___ Record extracts
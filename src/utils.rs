/// Returns the monotonic clock in milliseconds.
///
/// Heartbeats stored in the channel header use this timebase. It is
/// `CLOCK_MONOTONIC`, which is shared by all processes on the host, so a
/// timestamp written by a consumer can be aged by the producer.
#[cfg(unix)]
#[inline]
pub(crate) fn mono_time_ms() -> i64 {
    use libc::{CLOCK_MONOTONIC, clock_gettime, timespec};
    unsafe {
        let mut ts = timespec {
            tv_sec: 0,
            tv_nsec: 0,
        };
        clock_gettime(CLOCK_MONOTONIC, &mut ts);
        (ts.tv_sec as i64) * 1_000 + (ts.tv_nsec as i64) / 1_000_000
    }
}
______
» **Try it**
Please return all lines from the records that hold the word "timespec".

» **Answer to the exercise**
    use libc::{CLOCK_MONOTONIC, clock_gettime, timespec};
        let mut ts = timespec {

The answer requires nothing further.